But after some years, do you have this feeling of disappointment or maybe something else?

I heard your question. When I went to the square, I felt that there was a lot of naivety from the square, from the people in the square, that they were asking for things that were already failing in other parts of the world, like democracy as we know it, and I felt this is not what we should ask for because these systems we know don't work. Actually, democracy is what got us here. So I wasn't so enthusiastic at the very beginning, I felt that the poor people will pay the price of this moment, and that the others will find their way to survive it. So it wasn't so much about I was euphoric and then I was disappointed, but, of course, when the entire country is full of hope and the whole world is looking at you, the whole world remembers hope, you can't help but embrace that wave. And so, of course, you're going to be hopeful and you're going to wish for something really good to come out of it. So I think disappointment is not just one thing, it's something that comes and goes, and there's both sides of the coin in situation that is so important, so dramatic and so life-changing for so many people. So there was a moment of hope, there was a moment of disappointment. Today, of course, I'm disappointed, but the whole world is disappointed. We're all disappointed after [occupation,] after the whole way politics has become much more back to the time of a form of fascism that we are experiencing in the twenty first century. That's insane. So disappointment is actually a very small word for how we actually feel. But, I believe, this was always the case in our human history and that either you're kind of programmed to always follow your heart and see something that is beyond the moment, and that is hope, and that's the nature of life, or you decide to go with something that's constantly looking at the losses, and so you focus on that. So it depends on who you are and your personality, but I like to stay hopeful, but I'm also realistic, and I know that I've lost a lot and that I have also gained a lot, but I still have a lot to experience.

You mentioned dignity, and we call our revolution the Revolution of Dignity. Today, for instance, a lot of people write how they feel on Facebook, and they thought that an opportunity opened up for us to feel what dignity is in ourselves. And that's something you can do once, but it's hard to bring back. You can lose dignity but you can't lose the understanding that you can achieve it.

Yes. You have the right to dignity. Absolutely.
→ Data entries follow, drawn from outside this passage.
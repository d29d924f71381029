use serde::Deserialize;
use std::fs;
use std::path::Path;

const ENV_CONFIG_PATH: &str = "TRIGGER_SCREEN_CONFIG_PATH";
const DEFAULT_CONFIG_PATH: &str = "config.yaml";

/// Generation and windowing parameters for trigger analysis.
///
/// Defaults match the generation budget the service was tuned for: 1024
/// character windows with 128 characters of overlap leave room in a small
/// context window for the category response, and the 768 character preview
/// conserves output budget.
#[derive(Debug, Clone, Deserialize)]
pub struct AnalysisConfig {
    /// Sampling randomness
    #[serde(default = "default_temperature")]
    pub temperature: f64,
    /// Nucleus sampling cutoff
    #[serde(default = "default_top_p")]
    pub top_p: f64,
    /// Repeat suppression
    #[serde(default = "default_repetition_penalty")]
    pub repetition_penalty: f64,
    /// Input token budget per generation call
    #[serde(default = "default_max_input_tokens")]
    pub max_input_tokens: u64,
    /// Output token budget per generation call
    #[serde(default = "default_max_output_tokens")]
    pub max_output_tokens: u64,
    /// Window size in characters
    #[serde(default = "default_chunk_size")]
    pub chunk_size: usize,
    /// Overlap between consecutive windows, in characters
    #[serde(default = "default_chunk_overlap")]
    pub chunk_overlap: usize,
    /// Characters of each window embedded in the prompt
    #[serde(default = "default_preview_chars")]
    pub preview_chars: usize,
}

fn default_temperature() -> f64 {
    0.2
}

fn default_top_p() -> f64 {
    0.9
}

fn default_repetition_penalty() -> f64 {
    1.05
}

fn default_max_input_tokens() -> u64 {
    1536
}

fn default_max_output_tokens() -> u64 {
    512
}

fn default_chunk_size() -> usize {
    1024
}

fn default_chunk_overlap() -> usize {
    128
}

fn default_preview_chars() -> usize {
    768
}

impl Default for AnalysisConfig {
    fn default() -> Self {
        Self {
            temperature: default_temperature(),
            top_p: default_top_p(),
            repetition_penalty: default_repetition_penalty(),
            max_input_tokens: default_max_input_tokens(),
            max_output_tokens: default_max_output_tokens(),
            chunk_size: default_chunk_size(),
            chunk_overlap: default_chunk_overlap(),
            preview_chars: default_preview_chars(),
        }
    }
}

/// YAML configuration file structure
#[derive(Debug, Clone, Default, Deserialize)]
pub struct ConfigFile {
    #[serde(default)]
    pub analysis: AnalysisConfig,
}

/// Application configuration
#[derive(Debug, Clone)]
pub struct Config {
    pub analysis: AnalysisConfig,
    pub port: u16,
    pub host: String,
}

impl Default for Config {
    fn default() -> Self {
        Self {
            analysis: AnalysisConfig::default(),
            port: 8080,
            host: "127.0.0.1".to_string(),
        }
    }
}

impl Config {
    /// Load configuration from environment and config file
    pub fn from_env() -> Self {
        let port = std::env::var("PORT")
            .ok()
            .and_then(|p| p.parse().ok())
            .unwrap_or(8080);

        let host = std::env::var("HOST").unwrap_or_else(|_| "127.0.0.1".to_string());

        let config_path =
            std::env::var(ENV_CONFIG_PATH).unwrap_or_else(|_| DEFAULT_CONFIG_PATH.to_string());

        let analysis = Self::load_config_file(&config_path)
            .map(|cf| cf.analysis)
            .unwrap_or_default();

        Self {
            analysis,
            port,
            host,
        }
    }

    /// Load configuration from YAML file
    fn load_config_file(path: &str) -> Option<ConfigFile> {
        let path = Path::new(path);

        if !path.exists() {
            tracing::debug!(path = %path.display(), "Config file not found, using defaults");
            return None;
        }

        match fs::read_to_string(path) {
            Ok(contents) => {
                let contents = contents.trim();
                if contents.is_empty() {
                    tracing::debug!(path = %path.display(), "Config file is empty, using defaults");
                    return Some(ConfigFile::default());
                }

                match serde_yaml::from_str(contents) {
                    Ok(config) => {
                        tracing::info!(path = %path.display(), "Loaded configuration from file");
                        Some(config)
                    }
                    Err(e) => {
                        tracing::warn!(path = %path.display(), error = %e, "Failed to parse config file, using defaults");
                        None
                    }
                }
            }
            Err(e) => {
                tracing::warn!(path = %path.display(), error = %e, "Failed to read config file, using defaults");
                None
            }
        }
    }

    pub fn bind_addr(&self) -> String {
        format!("{}:{}", self.host, self.port)
    }
}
I mean, I'm sure dignity is defined differently in this context than it was in Egypt, but in Egypt it was the very beginning of the 18 days, there was not meant to be a revolution, it was meant to be a moment where there was certain demands, and that certain demands were placed beforehand to the government for a few changes in society, and one of them was to stop police brutality and corruption. So dignity was very much connected to how the system had become corrupt to such an extent that people became humiliated constantly by the system, and how that was really one of the main demands in terms of: Please change this and give us the minimum treatment that a human being deserves, right, so it was very connected to this very tough police brutality implementation, and Khaled Saeed is obviously an emblem of that brutality.
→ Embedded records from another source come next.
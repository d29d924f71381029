//! Folding per-window verdicts into the final report

use crate::model::{
    AggregateReport, Category, CategoryFinding, CategoryStatus, Verdict, VerdictVector,
};

/// Fold window verdict vectors into per-category confirmation counts.
///
/// Each YES increments the category's counter; MAYBE and NO do not. A
/// category is CONFIRMED when at least one window confirmed it. The fold is
/// commutative and associative over windows, so a parallel split would only
/// need to synchronize here.
pub fn aggregate_verdicts(
    vectors: &[VerdictVector],
    expected_order: &[Category],
) -> AggregateReport {
    let mut confirmations = vec![0usize; expected_order.len()];

    for vector in vectors {
        debug_assert_eq!(vector.len(), expected_order.len());
        for (count, verdict) in confirmations.iter_mut().zip(vector) {
            if *verdict == Verdict::Yes {
                *count += 1;
            }
        }
    }

    let findings = expected_order
        .iter()
        .zip(confirmations)
        .map(|(&category, confirmations)| CategoryFinding {
            category,
            confirmations,
            status: if confirmations > 0 {
                CategoryStatus::Confirmed
            } else {
                CategoryStatus::NotFound
            },
        })
        .collect();

    AggregateReport {
        total_chunks: vectors.len(),
        findings,
    }
}

#[cfg(test)]
mod tests {
    use super::*;
    use Verdict::{Maybe, No, Yes};

    fn vector_with(category: Category, verdict: Verdict) -> VerdictVector {
        Category::ALL
            .iter()
            .map(|&c| if c == category { verdict } else { No })
            .collect()
    }

    #[test]
    fn zero_windows_reports_everything_not_found() {
        let report = aggregate_verdicts(&[], &Category::ALL);

        assert_eq!(report.total_chunks, 0);
        assert_eq!(report.findings.len(), Category::ALL.len());
        for finding in &report.findings {
            assert_eq!(finding.confirmations, 0);
            assert_eq!(finding.status, CategoryStatus::NotFound);
        }
    }

    #[test]
    fn yes_increments_and_confirms() {
        let vectors = vec![
            vector_with(Category::Violence, Yes),
            vector_with(Category::Violence, No),
        ];
        let report = aggregate_verdicts(&vectors, &Category::ALL);

        assert_eq!(report.total_chunks, 2);
        let violence = &report.findings[0];
        assert_eq!(violence.category, Category::Violence);
        assert_eq!(violence.confirmations, 1);
        assert_eq!(violence.status, CategoryStatus::Confirmed);
    }

    #[test]
    fn maybe_does_not_confirm() {
        let vectors = vec![vector_with(Category::Gore, Maybe)];
        let report = aggregate_verdicts(&vectors, &Category::ALL);

        for finding in &report.findings {
            assert_eq!(finding.confirmations, 0);
            assert_eq!(finding.status, CategoryStatus::NotFound);
        }
    }

    #[test]
    fn confirmations_never_exceed_window_count() {
        let vectors: Vec<VerdictVector> = (0..5)
            .map(|_| Category::ALL.iter().map(|_| Yes).collect())
            .collect();
        let report = aggregate_verdicts(&vectors, &Category::ALL);

        for finding in &report.findings {
            assert!(finding.confirmations <= report.total_chunks);
            assert_eq!(finding.confirmations, 5);
            assert_eq!(finding.status, CategoryStatus::Confirmed);
        }
    }

    #[test]
    fn findings_preserve_report_order() {
        let report = aggregate_verdicts(&[], &Category::ALL);
        let order: Vec<Category> = report.findings.iter().map(|f| f.category).collect();
        assert_eq!(order, Category::ALL);
    }
}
This is probably exactly how we would describe dignity in our case. It's really not that different. Coming back to your work, you've made this circle of history, which looks like a clock, and there are a lot of critics of the revolutions that always say that history itself, people make the same mistakes. Ukraine went through another revolution 14 years ago and people were concerned about it happening again. I remember, two days after the victory of the recent Maidan revolution, there was a huge sign: It's not 2005, meaning we won't go this way again. However, in creating this piece, do you really think that history is repetitive or do you think that it is something that people live through and it's not a fully repetitive experience?
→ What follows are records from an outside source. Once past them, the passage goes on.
//! Read-only chain access for the chainblog system.
//!
//! Every aggregate/read flow goes through the [`ChainReader`] capability
//! trait, one method per contract view. Each call targets the descriptor's
//! own RPC endpoint, independent of whatever chain a wallet currently has
//! selected, so a dead chain only ever degrades its own contribution.
//! The trait is the substitution seam for tests.

use async_trait::async_trait;
use chainblog_types::{Address, NetworkDescriptor, Post, UserRecord};
use thiserror::Error;

pub mod implementations;

pub use implementations::alloy::AlloyReader;

#[derive(Debug, Error)]
pub enum ChainError {
	#[error("rpc transport error: {0}")]
	Rpc(String),
	#[error("contract call failed: {0}")]
	Call(String),
	#[error("invalid rpc url `{0}`")]
	InvalidUrl(String),
}

/// Read-only RPC surface of one chain's contract deployment.
///
/// All methods return already-normalized records; implementations own the
/// version dispatch and tuple formatting.
#[async_trait]
pub trait ChainReader: Send + Sync {
	/// `getPaginatedPosts(page, pageSize)`, normalized. Includes ghost
	/// records; callers filter on `exists`.
	async fn paginated_posts(
		&self,
		network: &NetworkDescriptor,
		page: u64,
		page_size: u64,
	) -> Result<Vec<Post>, ChainError>;

	/// `posts(id)` storage read, normalized.
	async fn post(&self, network: &NetworkDescriptor, id: u64) -> Result<Post, ChainError>;

	/// `getPostIdsByAddress(author)`, oldest-first as stored on chain.
	async fn post_ids(
		&self,
		network: &NetworkDescriptor,
		author: Address,
	) -> Result<Vec<u64>, ChainError>;

	/// `getPostCount()`.
	async fn post_count(&self, network: &NetworkDescriptor) -> Result<u64, ChainError>;

	/// `users(address)` record.
	async fn user(
		&self,
		network: &NetworkDescriptor,
		address: Address,
	) -> Result<UserRecord, ChainError>;

	/// `owner()`.
	async fn owner(&self, network: &NetworkDescriptor) -> Result<Address, ChainError>;

	/// `getUserCount()`.
	async fn user_count(&self, network: &NetworkDescriptor) -> Result<u64, ChainError>;

	/// `allRegisteredUsers(index)`.
	async fn registered_user(
		&self,
		network: &NetworkDescriptor,
		index: u64,
	) -> Result<Address, ChainError>;
}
That's the nature of the project I'm doing, it's actually on the long-run to understand and to visualize the patterns in history. I believe there is a cycle, there are cycles, and revolutions are also part of that cycle, and then you can break down the period to smaller cycles. But, within the cycle of uprising, you have the moment of uprising, and then you have the loss of momentum, and then you have a, kind of, complete loss of momentum until the new regime is put in place, or the same one comes back. And then, of course, there's much bigger cycles in history, where an entire civilization is replaced by another, and so on. But, in my case, I believe the circle is also a reference, like I was saying earlier, it's also a reference to the iconography of the revolution, the kind of imagery that stemmed from the square, and the circle is not just a circle of time, it's also a monopoly game. It's this idea of how politics and how the game of revolution is part of a much bigger political game, and how this game was represented by many different ways: by graffiti artists, by political satirists, by journalists and so on.

You've drawn attention to the role of women in your work. What's new? What do we need to know about the role of women in modern revolution, and also in Egyptian society?

I placed women in the whole iconography of the game because that was a very important aspect of the uprising and Tahrir. And also, a big shock to the world was not just that Egyptians went to the square and rebelled, but what was very shocking, I don't know if you remember, at the very beginning, the media really focused on how surprising  it was to see so many women at the front line. In fact, many women were, maybe, sometimes more courageous than men, and they voiced their demands, if not more than more, then as strongly as men did. A lot of the media focus was on the extraordinary new generation of these people, these young people, who were maybe much more balanced than our generation, and previous generations, in terms of giving the space to women in a way that they never saw before. Especially in an Arab society that is very conservative and where, until Tahrir, the idea of a free women is not nuanced. You're either a whore or a mother and you have kids. There's almost nothing in between. And so, I think the revolution changed that image, very much.

Egyptian-Lebanese artist Lara Baladi speaks to Hromadske on November 22, 2018. Photo: Oleksandr Nazarov / HROMADSKE

Coming back to the idea of, not just empowerment, but some of the taboo topics, such as sex, get discussed. You have the portrait of Aliia, the blogger, who posed naked. She was criticized and had to leave. It was a very strong symbol. But I spoke to one Egyptian artist who said that if you want to say something to society, you also have to consider that you are trying to find a manner that society will understand. That's something we often hear here. For example, if you want to talk about a sensitive topic, you have to find a way to reach out to people. We had this later not just because of the revolution but later because of the war. When people are dying, you treat the issues with more sensitivity. What would you say about that? When you think you need to be a bit more radical, but you also think that this message won't be heard because of the way tell it. For example, you can’t send this message to Islamists, they just won't listen from the very beginning.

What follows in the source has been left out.